• **Work to be completed**: Could you restate word for word every line of the records below, from the first one to the one holding "to access report"?

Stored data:
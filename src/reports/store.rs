//! Report storage backed by a JSON file.

use std::path::{Path, PathBuf};

use chrono::{DateTime, Local};
use thiserror::Error;
use tokio::sync::RwLock;
use tracing::{debug, info};

use super::{Report, ReportDraft, ReportStatus, Reporter};

/// Errors that can occur while reading or updating the store.
#[derive(Debug, Error)]
pub enum StoreError {
    #[error("Failed to access report store: {0}")]
    Io(#[from] std::io::Error),

    #[error("Failed to parse report store: {0}")]
    Parse(#[from] serde_json::Error),

    #[error("Report not found: #{0}")]
    NotFound(String),

    #[error("Report #{id} was already {status}")]
    AlreadyReviewed { id: String, status: ReportStatus },
}

/// Stores submitted reports and persists them after every change.
#[derive(Debug)]
pub struct ReportStore {
    /// File the reports are saved to. `None` keeps them in memory only.
    path: Option<PathBuf>,

    /// Reports in submission order.
    reports: RwLock<Vec<Report>>,
}

impl ReportStore {
    /// Opens the store at the given path.
    ///
    /// A missing file yields an empty store; a file that cannot be parsed
    /// is an error so existing reports are never overwritten.
    pub async fn open(path: impl Into<PathBuf>) -> Result<Self, StoreError> {
        let path = path.into();
        let reports = load_reports(&path).await?;

        info!("Loaded {} reports from {}", reports.len(), path.display());

        Ok(Self {
            path: Some(path),
            reports: RwLock::new(reports),
        })
    }

    /// Creates a store that is never written to disk.
    #[must_use]
    pub fn in_memory() -> Self {
        Self {
            path: None,
            reports: RwLock::new(Vec::new()),
        }
    }

    /// Returns the backing file, if any.
    #[must_use]
    pub fn path(&self) -> Option<&Path> {
        self.path.as_deref()
    }

    /// Stores a new report submitted now.
    pub async fn submit(&self, reporter: Reporter, draft: ReportDraft) -> Result<Report, StoreError> {
        self.submit_at(reporter, draft, Local::now()).await
    }

    /// Stores a new report with an explicit submission time.
    pub async fn submit_at(
        &self,
        reporter: Reporter,
        draft: ReportDraft,
        created_at: DateTime<Local>,
    ) -> Result<Report, StoreError> {
        let mut reports = self.reports.write().await;

        let id = unique_id(&reports, &created_at);
        let report = Report {
            id,
            created_at,
            reporter,
            kind: draft.kind,
            target: draft.target,
            reason: draft.reason,
            details: draft.details,
            status: ReportStatus::Pending,
            reviewed_by: None,
        };

        reports.push(report.clone());

        if let Err(e) = self.persist(&reports).await {
            reports.pop(); // Rollback
            return Err(e);
        }

        debug!("Stored report #{}", report.id);
        Ok(report)
    }

    /// Records an admin decision on a pending report.
    pub async fn review(
        &self,
        id: &str,
        status: ReportStatus,
        admin_id: i64,
    ) -> Result<Report, StoreError> {
        let mut reports = self.reports.write().await;

        let Some(idx) = reports.iter().position(|r| r.id == id) else {
            return Err(StoreError::NotFound(id.to_owned()));
        };

        let current = reports[idx].status;
        if current.is_reviewed() {
            return Err(StoreError::AlreadyReviewed {
                id: id.to_owned(),
                status: current,
            });
        }

        reports[idx].status = status;
        reports[idx].reviewed_by = Some(admin_id);

        if let Err(e) = self.persist(&reports).await {
            reports[idx].status = current; // Rollback
            reports[idx].reviewed_by = None;
            return Err(e);
        }

        info!("Report #{} marked {} by admin {}", id, status, admin_id);
        Ok(reports[idx].clone())
    }

    /// Returns the newest reports of a user, newest first.
    pub async fn recent_for(&self, user_id: i64, limit: usize) -> Vec<Report> {
        let reports = self.reports.read().await;
        reports
            .iter()
            .rev()
            .filter(|r| r.reporter.id == user_id)
            .take(limit)
            .cloned()
            .collect()
    }

    /// Gets a report by id.
    pub async fn get(&self, id: &str) -> Option<Report> {
        let reports = self.reports.read().await;
        reports.iter().find(|r| r.id == id).cloned()
    }

    /// Returns all reports in submission order.
    pub async fn all(&self) -> Vec<Report> {
        self.reports.read().await.clone()
    }

    /// Returns the number of stored reports.
    pub async fn len(&self) -> usize {
        self.reports.read().await.len()
    }

    /// Returns true if no reports are stored.
    pub async fn is_empty(&self) -> bool {
        self.reports.read().await.is_empty()
    }

    /// Writes the reports to disk through a temporary file.
    async fn persist(&self, reports: &[Report]) -> Result<(), StoreError> {
        let Some(path) = &self.path else {
            return Ok(());
        };

        let json = serde_json::to_string_pretty(reports)?;
        let tmp = path.with_extension("json.tmp");
        tokio::fs::write(&tmp, json).await?;
        tokio::fs::rename(&tmp, path).await?;
        Ok(())
    }
}

/// Reads reports from a JSON file; a missing file means no reports.
pub async fn load_reports(path: &Path) -> Result<Vec<Report>, StoreError> {
    match tokio::fs::read_to_string(path).await {
        Ok(content) if content.trim().is_empty() => Ok(Vec::new()),
        Ok(content) => Ok(serde_json::from_str(&content)?),
        Err(e) if e.kind() == std::io::ErrorKind::NotFound => Ok(Vec::new()),
        Err(e) => Err(e.into()),
    }
}

/// Builds a report id from the timestamp, adding `-2`, `-3`, ... on collision.
fn unique_id(reports: &[Report], created_at: &DateTime<Local>) -> String {
    let base = created_at.format("%Y%m%d%H%M%S").to_string();
    let taken = |candidate: &str| reports.iter().any(|r| r.id == candidate);

    if !taken(&base) {
        return base;
    }

    let mut n = 2;
    loop {
        let candidate = format!("{base}-{n}");
        if !taken(&candidate) {
            return candidate;
        }
        n += 1;
    }
}

#[cfg(test)]
mod tests {
    use chrono::TimeZone;

    use super::*;
    use crate::reports::{ReportKind, ReportReason};

    fn reporter(id: i64) -> Reporter {
        Reporter {
            id,
            full_name: format!("User {id}"),
        }
    }

    fn draft(target: &str) -> ReportDraft {
        ReportDraft {
            kind: ReportKind::Group,
            target: target.to_owned(),
            reason: ReportReason::Scam,
            details: "Fake giveaway".to_owned(),
        }
    }

    fn at(secs: u32) -> DateTime<Local> {
        Local.with_ymd_and_hms(2024, 5, 6, 7, 8, secs).unwrap()
    }

    #[tokio::test]
    async fn test_submit_assigns_timestamp_id() {
        let store = ReportStore::in_memory();
        let report = store.submit_at(reporter(1), draft("@group_one"), at(9)).await.unwrap();

        assert_eq!(report.id, "20240506070809");
        assert_eq!(report.status, ReportStatus::Pending);
        assert_eq!(store.len().await, 1);
    }

    #[tokio::test]
    async fn test_submit_same_second_gets_suffix() {
        let store = ReportStore::in_memory();
        let first = store.submit_at(reporter(1), draft("@a_group"), at(9)).await.unwrap();
        let second = store.submit_at(reporter(2), draft("@b_group"), at(9)).await.unwrap();
        let third = store.submit_at(reporter(3), draft("@c_group"), at(9)).await.unwrap();

        assert_eq!(first.id, "20240506070809");
        assert_eq!(second.id, "20240506070809-2");
        assert_eq!(third.id, "20240506070809-3");
    }

    #[tokio::test]
    async fn test_review_once() {
        let store = ReportStore::in_memory();
        let report = store.submit_at(reporter(1), draft("@group_one"), at(1)).await.unwrap();

        let reviewed = store.review(&report.id, ReportStatus::Resolved, 99).await.unwrap();
        assert_eq!(reviewed.status, ReportStatus::Resolved);
        assert_eq!(reviewed.reviewed_by, Some(99));

        let again = store.review(&report.id, ReportStatus::Rejected, 98).await;
        assert!(matches!(
            again,
            Err(StoreError::AlreadyReviewed { status: ReportStatus::Resolved, .. })
        ));
    }

    #[tokio::test]
    async fn test_review_unknown() {
        let store = ReportStore::in_memory();
        let result = store.review("nope", ReportStatus::Resolved, 1).await;
        assert!(matches!(result, Err(StoreError::NotFound(ref id)) if id == "nope"));
    }

    #[tokio::test]
    async fn test_recent_for_newest_first() {
        let store = ReportStore::in_memory();
        for secs in 0..7 {
            store
                .submit_at(reporter(1), draft(&format!("@target_{secs}")), at(secs))
                .await
                .unwrap();
        }
        store.submit_at(reporter(2), draft("@other_one"), at(30)).await.unwrap();

        let recent = store.recent_for(1, 5).await;
        assert_eq!(recent.len(), 5);
        assert_eq!(recent[0].target, "@target_6");
        assert_eq!(recent[4].target, "@target_2");
        assert!(recent.iter().all(|r| r.reporter.id == 1));
    }

    #[tokio::test]
    async fn test_persists_and_reloads() {
        let dir = tempfile::tempdir().unwrap();
        let path = dir.path().join("reports.json");

        let store = ReportStore::open(&path).await.unwrap();
        assert!(store.is_empty().await);
        let report = store.submit_at(reporter(5), draft("@persisted"), at(1)).await.unwrap();
        store.review(&report.id, ReportStatus::Rejected, 7).await.unwrap();

        let reopened = ReportStore::open(&path).await.unwrap();
        let loaded = reopened.get(&report.id).await.unwrap();
        assert_eq!(loaded.target, "@persisted");
        assert_eq!(loaded.status, ReportStatus::Rejected);
        assert_eq!(loaded.reviewed_by, Some(7));
    }

    #[tokio::test]
    async fn test_open_corrupt_file_fails() {
        let dir = tempfile::tempdir().unwrap();
        let path = dir.path().join("reports.json");
        std::fs::write(&path, "{ not json").unwrap();

        assert!(matches!(ReportStore::open(&path).await, Err(StoreError::Parse(_))));
    }

    #[tokio::test]
    async fn test_failed_write_rolls_back() {
        let dir = tempfile::tempdir().unwrap();
        // A directory in place of the temp file makes the write fail
        let path = dir.path().join("reports.json");
        std::fs::create_dir(dir.path().join("reports.json.tmp")).unwrap();

        let store = ReportStore::open(&path).await.unwrap();
        let result = store.submit_at(reporter(1), draft("@group_one"), at(1)).await;

        assert!(matches!(result, Err(StoreError::Io(_))));
        assert!(store.is_empty().await);
    }
}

• **Solution to this problem**:
filename src/reports/store.rs
//! Report storage backed by a JSON file.

use std::path::{Path, PathBuf};

use chrono::{DateTime, Local};
use thiserror::Error;
use tokio::sync::RwLock;
use tracing::{debug, info};

use super::{Report, ReportDraft, ReportStatus, Reporter};

/// Errors that can occur while reading or updating the store.
#[derive(Debug, Error)]
pub enum StoreError {
    #[error("Failed to access report store: {0}")]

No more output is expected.